What is being asked » Here is a block of entries. Write out its lines exactly, from the first through the one containing "use crate::error::FactoryError;".

Records for this task »

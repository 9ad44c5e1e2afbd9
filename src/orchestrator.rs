use std::sync::Arc;

use reqwest::Url;
use tokio::sync::{Mutex, OwnedMutexGuard};
use tracing::info;

use crate::config::{ApiConfig, FactoryConfig};
use crate::data::{ApplicantDataSource, RandomDataSource};
use crate::error::FactoryError;
use crate::screening::{AuthSession, Authenticator, ScreeningClient};
use crate::workflow::{Applicant, ApplicationState, RunOutcome, Stage, StageObserver, Workflow};

/// Single-slot lock allowing one run per process at a time.
#[derive(Debug, Clone, Default)]
pub struct RunGate {
    slot: Arc<Mutex<()>>,
}

/// Held for the duration of a run; dropping it reopens the gate.
#[derive(Debug)]
pub struct RunGuard {
    _slot: OwnedMutexGuard<()>,
}

impl RunGate {
    pub fn new() -> Self {
        Self::default()
    }

    pub fn try_acquire(&self) -> Result<RunGuard, FactoryError> {
        Arc::clone(&self.slot)
            .try_lock_owned()
            .map(|slot| RunGuard { _slot: slot })
            .map_err(|_| FactoryError::AlreadyRunning)
    }

    pub fn is_running(&self) -> bool {
        self.slot.try_lock().is_err()
    }
}

/// The service address for a magic link: `screen.<env>` becomes `api.<env>`.
pub fn base_url_from_link(link: &str) -> Result<String, FactoryError> {
    let invalid = || FactoryError::Config(format!("Invalid magic link URL: {link}"));
    let url = Url::parse(link).map_err(|_| invalid())?;
    let host = url.host_str().ok_or_else(invalid)?;
    let api_host = match host.strip_prefix("screen.") {
        Some(rest) => format!("api.{rest}"),
        None => host.to_string(),
    };
    Ok(match url.port() {
        Some(port) => format!("{}://{api_host}:{port}", url.scheme()),
        None => format!("{}://{api_host}", url.scheme()),
    })
}

/// The address a run signs in against: the explicit `api.base_url` override
/// when one is configured, otherwise the environment named by the link.
pub fn service_base_url(api: &ApiConfig, link: &str) -> Result<String, FactoryError> {
    match &api.base_url {
        Some(url) => {
            info!("Using configured base URL override");
            Ok(url.clone())
        }
        None => base_url_from_link(link),
    }
}

/// The invitation token is the last path segment of the magic link.
pub fn application_token(link: &str) -> Result<String, FactoryError> {
    let token = link.trim().trim_end_matches('/').rsplit('/').next().unwrap_or_default();
    if token.trim().is_empty() {
        return Err(FactoryError::Config("Application token is required".into()));
    }
    Ok(token.to_string())
}

fn validate_session(session: &AuthSession) -> Result<(), FactoryError> {
    if session.credentials.access_token.is_empty() {
        return Err(FactoryError::Config("App info missing bearer_token".into()));
    }
    if session.credentials.refresh_token.is_empty() {
        return Err(FactoryError::Config("App info missing refresh_token".into()));
    }
    if session.unit_id.is_empty() {
        return Err(FactoryError::Config("App info missing unit_id".into()));
    }
    Ok(())
}

/// Signs in with a magic link and drives the resulting application through
/// the full workflow.
pub struct ApplicationRunner<D = RandomDataSource> {
    config: FactoryConfig,
    data: D,
    observer: Option<StageObserver>,
}

impl ApplicationRunner<RandomDataSource> {
    pub fn new(config: FactoryConfig) -> Self {
        Self {
            config,
            data: RandomDataSource::default(),
            observer: None,
        }
    }
}

impl<D> ApplicationRunner<D>
where
    D: ApplicantDataSource + Send + Sync + 'static,
{
    pub fn with_data_source<N>(self, data: N) -> ApplicationRunner<N> {
        ApplicationRunner {
            config: self.config,
            data,
            observer: self.observer,
        }
    }

    pub fn on_stage(mut self, observer: impl Fn(Stage) + Send + Sync + 'static) -> Self {
        self.observer = Some(Box::new(observer));
        self
    }

    pub async fn run(self, magic_link: &str) -> Result<RunOutcome, FactoryError> {
        let base_url = service_base_url(&self.config.api, magic_link)?;
        info!("Using service address: {base_url}");

        let token = application_token(magic_link)?;
        let phone = self.data.phone();
        let otp = self.data.otp();

        let timeouts = &self.config.timeouts;
        let session = Authenticator::new(&base_url, timeouts.api_request())?
            .sign_in(&token, &phone, &otp)
            .await?;
        validate_session(&session)?;

        let client = ScreeningClient::new(&base_url, session.credentials)?
            .with_retry(self.config.retry.clone())
            .with_timeouts(timeouts.api_request(), timeouts.api_long_request());
        let app = ApplicationState::new(session.unit_id, token, Applicant::primary(phone, otp));

        let mut workflow = Workflow::new(client, self.config).with_data_source(self.data);
        if let Some(observer) = self.observer {
            workflow = workflow.on_stage(observer);
        }
        workflow.run(app).await
    }
}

Reply to the exercise »
repository 9ad44c5e1e2afbd9
filename src/orchestrator.rs
use std::sync::Arc;

use reqwest::Url;
use tokio::sync::{Mutex, OwnedMutexGuard};
use tracing::info;

use crate::config::{ApiConfig, FactoryConfig};
use crate::data::{ApplicantDataSource, RandomDataSource};
use crate::error::FactoryError;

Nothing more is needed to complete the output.